EG "make me a 120 minute Star Trek / Star Wars crossover". It should be more or less comparable to a big-budget studio film, although it doesn't have to pass a full Turing Test as long as it's pretty good. The AI doesn't have to be available to the public, as long as it's confirmed to exist.
@elf Still think there's a long way to go here but this is definitely the type of thing that puts this way closer to possible that it was a week ago
@elf I was thinking of selling my no shares anyways due to ~AI 2027 and other stuff updating my timelines a bit shorter in general, but this is a good specific nudge. XD
A lot of human effort that went into fine tuning that model.


So humans had to write annotations for each 3-second segment of training data. With 81 five-minute episodes, that's 8,100 annotations. Each annotation was ~98 words.
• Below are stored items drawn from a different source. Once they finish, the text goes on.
//! Test schema shared by the integration tests
//!
//! Hand-written equivalents of generated record views, plus a builder that
//! lays out one `TestRoot` blob with the reference encoder.

#![allow(dead_code)]

use resblob::{
    blob_enum, blob_record, BlobStr, BlobWriter, CompactEnum, Embedded, ExternalRef, FileId,
    Flags32, RelArray, RelDict, RelPtr, Resource, Result,
};

blob_enum! {
    pub enum TestEnum {
        EnumerationA = 0xFFFF_0000u32,
        EnumerationB = 0xFFFF_0001u32,
        EnumerationC = 0xFFFF_0002u32,
        EnumerationD = 0xFFFF_0003u32,
    }
}

blob_record! {
    /// RGBA, one byte per channel
    pub struct Color(4);
}

impl<'a> Color<'a> {
    pub fn rgba(&self) -> Result<[u8; 4]> {
        let r = self.record();
        Ok([r.field(0)?, r.field(1)?, r.field(2)?, r.field(3)?])
    }
}

blob_record! {
    pub struct TestArrayElement(8);
}

impl<'a> TestArrayElement<'a> {
    pub fn int(&self) -> Result<i32> {
        self.record().field(0)
    }

    pub fn float(&self) -> Result<f32> {
        self.record().field(4)
    }
}

blob_record! {
    pub struct TestData(60);
}

impl<'a> TestData<'a> {
    pub fn name(&self) -> Result<BlobStr<'a>> {
        self.record().field(0)
    }

    pub fn file(&self) -> Result<ExternalRef<TestResource>> {
        self.record().field(12)
    }

    pub fn floats(&self) -> Result<RelArray<'a, f32>> {
        self.record().field(20)
    }

    pub fn integer_list(&self) -> Result<RelArray<'a, i64>> {
        self.record().field(28)
    }

    pub fn object_array(&self) -> Result<RelArray<'a, TestArrayElement<'a>>> {
        self.record().field(36)
    }

    pub fn int_ptr_array(&self) -> Result<RelArray<'a, i64>> {
        self.record().field(44)
    }

    pub fn lookup(&self) -> Result<RelDict<'a, u32, TestArrayElement<'a>>> {
        self.record().field(52)
    }
}

blob_record! {
    pub struct TestRoot(32);
}

impl<'a> TestRoot<'a> {
    pub fn int32(&self) -> Result<i32> {
        self.record().field(0)
    }

    pub fn float(&self) -> Result<f32> {
        self.record().field(4)
    }

    pub fn test_enum(&self) -> Result<CompactEnum<TestEnum, u32>> {
        self.record().field(8)
    }

    pub fn color(&self) -> Result<Embedded<'a, Color<'a>>> {
        self.record().field(12)
    }

    pub fn handle(&self) -> Result<RelPtr<'a, i64>> {
        self.record().field(16)
    }

    pub fn data(&self) -> Result<Option<TestData<'a>>> {
        self.record().field::<RelPtr<'a, TestData<'a>>>(20)?.get()
    }

    pub fn bool4(&self) -> Result<bool> {
        self.record().flag(24, 0)
    }

    pub fn bool3(&self) -> Result<bool> {
        self.record().flag(24, 1)
    }

    pub fn bool2(&self) -> Result<bool> {
        self.record().flag(24, 2)
    }

    pub fn bool1(&self) -> Result<bool> {
        self.record().flag(24, 3)
    }

    pub fn flags(&self) -> Result<Flags32> {
        self.record().field(24)
    }

    pub fn int8(&self) -> Result<i8> {
        self.record().field(28)
    }
}

/// A blob file whose root is a `TestRoot`.
pub struct TestResource;

impl Resource for TestResource {
    type Root<'a> = TestRoot<'a>;
}

/// What to put in a generated test blob.
#[derive(Debug, Clone)]
pub struct Fixture {
    pub int32: i32,
    pub enum_raw: u32,
    pub with_data: bool,
    pub name: String,
    pub file: FileId,
    pub checksum: bool,
}

impl Default for Fixture {
    fn default() -> Self {
        Fixture {
            int32: 42,
            enum_raw: 0xFFFF_0002,
            with_data: false,
            name: "test data".to_string(),
            file: FileId::NONE,
            checksum: true,
        }
    }
}

impl Fixture {
    pub fn with_data(mut self) -> Self {
        self.with_data = true;
        self
    }

    pub fn file(mut self, file: FileId) -> Self {
        self.with_data = true;
        self.file = file;
        self
    }

    pub fn int32(mut self, value: i32) -> Self {
        self.int32 = value;
        self
    }

    #[allow(clippy::approx_constant)]
    pub fn build(&self) -> Vec<u8> {
        let mut w = BlobWriter::new();
        let root = w.reserve(32, 8);

        w.put_i32(root, self.int32).unwrap();
        w.put_f32(root + 4, 3.14).unwrap();
        w.put_u32(root + 8, self.enum_raw).unwrap();
        for (i, channel) in [255u8, 128, 0, 64].iter().enumerate() {
            w.put_u8(root + 12 + i, *channel).unwrap();
        }

        let handle = w.reserve(8, 8);
        w.put_i64(handle, -5).unwrap();
        w.put_ptr(root + 16, handle).unwrap();

        if self.with_data {
            let data = w.reserve(60, 8);
            w.put_ptr(root + 20, data).unwrap();
            w.put_str(data, &self.name).unwrap();
            w.put_file_id(data + 12, self.file).unwrap();

            let floats = w.reserve(12, 4);
            for (i, v) in [1.0f32, 2.5, -0.5].iter().enumerate() {
                w.put_f32(floats + i * 4, *v).unwrap();
            }
            w.put_array(data + 20, floats, 3).unwrap();

            let ints = w.reserve(24, 8);
            for (i, v) in [10i64, -20, 30].iter().enumerate() {
                w.put_i64(ints + i * 8, *v).unwrap();
            }
            w.put_array(data + 28, ints, 3).unwrap();

            let objects = w.reserve(16, 4);
            for i in 0..2 {
                w.put_i32(objects + i * 8, i as i32 + 1).unwrap();
                w.put_f32(objects + i * 8 + 4, 0.5 * i as f32).unwrap();
            }
            w.put_array(data + 36, objects, 2).unwrap();

            w.put_array(data + 44, 0, 0).unwrap();

            // Keys 300 and 100, then their elements
            let lookup = w.reserve(8 + 16, 4);
            w.put_u32(lookup, 300).unwrap();
            w.put_u32(lookup + 4, 100).unwrap();
            for (i, (int, float)) in [(3, 1.5f32), (1, -1.0)].iter().enumerate() {
                w.put_i32(lookup + 8 + i * 8, *int).unwrap();
                w.put_f32(lookup + 12 + i * 8, *float).unwrap();
            }
            w.put_dict(data + 52, lookup, 2).unwrap();
        } else {
            w.put_null_ptr(root + 20).unwrap();
        }

        w.put_u32(root + 24, 0b1010).unwrap();
        w.put_i8(root + 28, -3).unwrap();

        w.set_root(root).unwrap();
        w.finish(self.checksum).unwrap()
    }
}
So that's 793,800 words of human effort to fine-tune the model.
Naively extrapolating 1-minute Tom and Jerry movie to a 120 minute Star-Wars/Star-Trek crossover, we would need 810 hours of training footage, broken down into 3 second segments, each annotated by 98 words, requiring 95 million words of human annotation in sum. (I'm not sure if the training footage could be a mix of Star Wars and Star Trek movies, or if it would have to be specifically from crossover movies) Once you had that model, you'd be able to generate more 2-hour Star-Trek/Star-Wars crossovers with very little human work. But it wouldn't generalize into say, a new Fast and Furious movie.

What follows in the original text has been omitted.